As much as anything, the renovations are for the benefit of the couple’s children, Billy Ray, born in 2003, and Nell, born in 2007. “It’s such a relief,” Bonham Carter says of parenthood, which has proven a kick in the pants to the actor’s self-critical side. “So much less boring, so much more entertaining and fun to have greater interests than yourself. The other day I caught a bit of A Room with a View [on TV], and I just saw my son in me. I walked past and said, ‘Jesus, that’s Billy!’ It’s funny, I’m pretty allergic to watching myself, but now that I can see my son in me, or my daughter, it’s like, ‘Aww!’ ”

Bonham Carter has acted in each of Burton’s films since Planet of the Apes — from Big Fish and Charlie and the Chocolate Factory to Alice in Wonderland. Their working relationship has been strained at times: During 2007’s Sweeney Todd: The Demon Barber of Fleet Street, she took to calling him Big Chief Little Patience; she, in turn, was dubbed Little Squaw Running Mouth. “We’ve gotten better — much better,” she reports. “We learned lots of commandments. The main thing is that we have to change our dynamic. Whereas at home, basically I’m the boss” — she breaks off to guffaw — “on set, I have to … keep my mouth shut and concentrate and not be a talkative irritant.”

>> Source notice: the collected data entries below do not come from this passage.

//! A lexer for generating tokens from an argument vector.

use core::fmt;

use crate::token::Token;

/// Defines the possible errors that may occur while lexing arguments.
///
/// Both variants describe malformed command-line input, never internal
/// faults. They borrow from the argument vector so that callers can report
/// the offending text verbatim.
#[derive(Clone, Copy, Debug, PartialEq, Eq, thiserror::Error)]
#[cfg_attr(feature = "defmt", derive(defmt::Format))]
#[non_exhaustive]
pub enum Error<'a> {
    /// The argument does not match any recognized option shape.
    #[error("invalid option '{0}'")]
    InvalidOption(&'a str),

    /// A parameter was requested but none was available. Carries the token
    /// that was expecting the parameter, if one was ever returned.
    #[error("missing parameter{}", FlagSuffix(.0))]
    MissingParameter(Option<Token<'a>>),
}

struct FlagSuffix<'a>(&'a Option<Token<'a>>);

impl fmt::Display for FlagSuffix<'_> {
    fn fmt(&self, f: &mut fmt::Formatter<'_>) -> fmt::Result {
        match self.0 {
            Some(flag) => write!(f, " to '{flag}'"),
            None => Ok(()),
        }
    }
}

/// Classification of a fresh argument, evaluated in priority order.
#[derive(Clone, Copy, Debug, PartialEq, Eq)]
enum Shape {
    /// A positional argument, or anything once `--` has been seen.
    Positional,

    /// An option with an inline parameter; holds the byte position of the
    /// `=` separator.
    Inline(usize),

    /// A long option without a parameter.
    Long,

    /// One or more clustered short options.
    Cluster,
}

/// Defines a `Lexer` that streams tokens from an argument vector.
///
/// The lexer carries no table of which options exist or which take
/// parameters. After receiving an option token, the caller decides whether
/// to request a following parameter with
/// [`expect_parameter`](Lexer::expect_parameter).
///
/// ```
/// use optargs_lexer::{Lexer, Token};
///
/// let mut lexer = Lexer::new(&["-ab", "--output=out.txt", "input.txt"]);
///
/// assert_eq!(lexer.next(), Ok(Some(Token::Short('a'))));
/// assert_eq!(lexer.next(), Ok(Some(Token::Short('b'))));
/// assert_eq!(lexer.next(), Ok(Some(Token::Long("output"))));
/// assert_eq!(lexer.expect_parameter(), Ok("out.txt"));
/// assert_eq!(lexer.next(), Ok(Some(Token::Positional("input.txt"))));
/// assert_eq!(lexer.next(), Ok(None));
/// ```
#[derive(Clone, Debug)]
pub struct Lexer<'a> {
    argv: &'a [&'a str],
    index: usize,
    offset: usize,
    no_more_options: bool,
    previous: Option<Token<'a>>,
}

impl<'a> Lexer<'a> {
    /// Create a new lexer over the raw argument vector, exactly as supplied
    /// to the process invocation.
    pub fn new(argv: &'a [&'a str]) -> Self {
        Lexer {
            argv,
            index: 0,
            offset: 0,
            no_more_options: false,
            previous: None,
        }
    }

    /// Returns whether another token remains.
    ///
    /// An end-of-options argument (`--`) is consumed here and never returned
    /// as a token; every argument after it lexes as positional.
    pub fn has_next(&mut self) -> bool {
        if self.index == self.argv.len() {
            return false;
        }

        if self.argv[self.index] == "--" {
            self.no_more_options = true;
            self.index += 1;
        }

        self.index != self.argv.len()
    }

    /// Returns the next token of the broken-down arguments, or `None` once
    /// the argument vector is exhausted.
    ///
    /// Fails with [`Error::InvalidOption`] if the current argument is an
    /// option in a form the lexer does not accept.
    #[allow(clippy::should_implement_trait)]
    pub fn next(&mut self) -> Result<Option<Token<'a>>, Error<'a>> {
        let token = match self.next_internal()? {
            Some(token) => token,
            None => return Ok(None),
        };

        self.previous = Some(token);
        Ok(Some(token))
    }

    fn next_internal(&mut self) -> Result<Option<Token<'a>>, Error<'a>> {
        if !self.has_next() {
            return Ok(None);
        }

        let arg = self.argv[self.index];

        if self.offset > 0 {
            // Mid-argument: only a short-option cluster may be resumed. An
            // inline parameter left unconsumed lands here as well, since
            // its argument contains an `=`.
            if is_cluster(arg) {
                return Ok(Some(self.take_short(arg)));
            }

            return Err(Error::InvalidOption(arg));
        }

        match self.classify(arg) {
            Some(Shape::Positional) => {
                self.index += 1;
                Ok(Some(Token::Positional(arg)))
            }

            Some(Shape::Inline(eq)) => {
                let token = match arg.strip_prefix("--") {
                    Some(name) => Token::Long(&name[..eq - 2]),
                    // `classify` admits exactly one letter before the `=`.
                    None => Token::Short(arg.as_bytes()[1] as char),
                };

                self.offset = eq + 1;
                Ok(Some(token))
            }

            Some(Shape::Long) => {
                self.index += 1;
                Ok(Some(Token::Long(&arg[2..])))
            }

            Some(Shape::Cluster) => Ok(Some(self.take_short(arg))),

            None => Err(Error::InvalidOption(arg)),
        }
    }

    /// Processes the next token from the arguments as a parameter to the
    /// previous one.
    ///
    /// A parameter is taken either from the remainder of an inline form
    /// (`--output=FILE`) or from the next whole argument; anything that
    /// lexes as an option cannot serve as a parameter. Must be called
    /// directly after the token that takes the parameter.
    pub fn expect_parameter(&mut self) -> Result<&'a str, Error<'a>> {
        if self.index == self.argv.len() {
            return Err(Error::MissingParameter(self.previous));
        }

        let arg = self.argv[self.index];

        // A plain argument as the parameter.
        if self.offset == 0 && !self.is_option_arg(arg) {
            self.index += 1;
            return Ok(arg);
        }

        // The remainder after the `=` of an inline form.
        if self.offset > 0 && arg[..self.offset].ends_with('=') {
            let value = &arg[self.offset..];
            self.index += 1;
            self.offset = 0;
            return Ok(value);
        }

        Err(Error::MissingParameter(self.previous))
    }

    /// Classify a fresh argument into one of the recognized shapes. `None`
    /// means the argument is an option in a form the lexer does not accept.
    fn classify(&self, arg: &str) -> Option<Shape> {
        // Case A: positional argument.
        if !self.is_option_arg(arg) {
            return Some(Shape::Positional);
        }

        // Case B: option with an inline parameter (`--opt=value`, `-o=value`).
        if let Some(eq) = find_inline_separator(arg) {
            return Some(Shape::Inline(eq));
        }

        // Case C: long option without a parameter.
        if is_long(arg) {
            return Some(Shape::Long);
        }

        // Case D: one or more clustered short options.
        if is_cluster(arg) {
            return Some(Shape::Cluster);
        }

        None
    }

    /// Whether an argument lexes as an option. Once `--` has been seen,
    /// nothing does.
    #[inline(always)]
    fn is_option_arg(&self, arg: &str) -> bool {
        !self.no_more_options && arg.starts_with('-') && arg.len() > 1
    }

    /// Take one short option out of a cluster, advancing to the next
    /// argument once the cluster is spent.
    fn take_short(&mut self, arg: &'a str) -> Token<'a> {
        if self.offset == 0 {
            self.offset = 1;
        }

        // Cluster letters are ASCII, one byte per character.
        let c = arg.as_bytes()[self.offset] as char;
        self.offset += 1;

        if self.offset == arg.len() {
            self.offset = 0;
            self.index += 1;
        }

        Token::Short(c)
    }
}

#[inline(always)]
fn is_long_name_char(c: char) -> bool {
    c == '-' || c.is_ascii_alphanumeric()
}

#[inline(always)]
fn is_short_name_char(c: char) -> bool {
    c.is_ascii_alphanumeric()
}

/// Matches `--<name>` exactly, with no `=`.
#[inline(always)]
fn is_long(arg: &str) -> bool {
    match arg.strip_prefix("--") {
        Some(name) => !name.is_empty() && name.chars().all(is_long_name_char),
        None => false,
    }
}

/// Matches `-<letters>` exactly, with no `=`.
#[inline(always)]
fn is_cluster(arg: &str) -> bool {
    match arg.strip_prefix('-') {
        Some(name) => !name.is_empty() && name.chars().all(is_short_name_char),
        None => false,
    }
}

/// Byte position of the `=` in an option carrying an inline parameter.
///
/// Only a single short option may take an inline parameter; a cluster
/// cannot, consistent with the dropped concatenated short-value form.
fn find_inline_separator(arg: &str) -> Option<usize> {
    let eq = arg.find('=')?;

    if let Some(name) = arg.strip_prefix("--") {
        let name = &name[..eq - 2];
        if !name.is_empty() && name.chars().all(is_long_name_char) {
            return Some(eq);
        }
    } else if let Some(name) = arg.strip_prefix('-') {
        let name = &name[..eq - 1];
        if name.len() == 1 && name.chars().all(is_short_name_char) {
            return Some(eq);
        }
    }

    None
}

This month’s Dark Shadows, the couple’s seventh movie together, is a reimagining of the supernatural daytime soap opera which ran on ABC from 1966 to 1971. An ensemble including Eva Green, Jackie Earle Haley, Christopher Lee, Jonny Lee Miller and Chloë Grace Moretz is headed by Burton’s leading man of choice, Johnny Depp, who plays Barnabas Collins — a centuries-old vampire trying to reclaim his New England manor from a troubled modern family, headed by Michelle Pfeiffer.

Initially, Bonham Carter was slated to sit this one out. “Tim was saying, ‘You know what, let’s give it a miss, you and me working together. It’s getting a bit boring and predictable,’ ” she recalls. “And then he came back and said, ‘I’ve got a rather difficult admission: I’m going to have to change my mind because actually you are right for this part.’ What was scary was the absolute certainty — from not only Tim but the producer too — that of course I was right for the alcoholic psychiatrist.” She lets loose another hysterical laugh. “Also, I don’t think you turn down Tim Burton, even if you are with him and have two children.”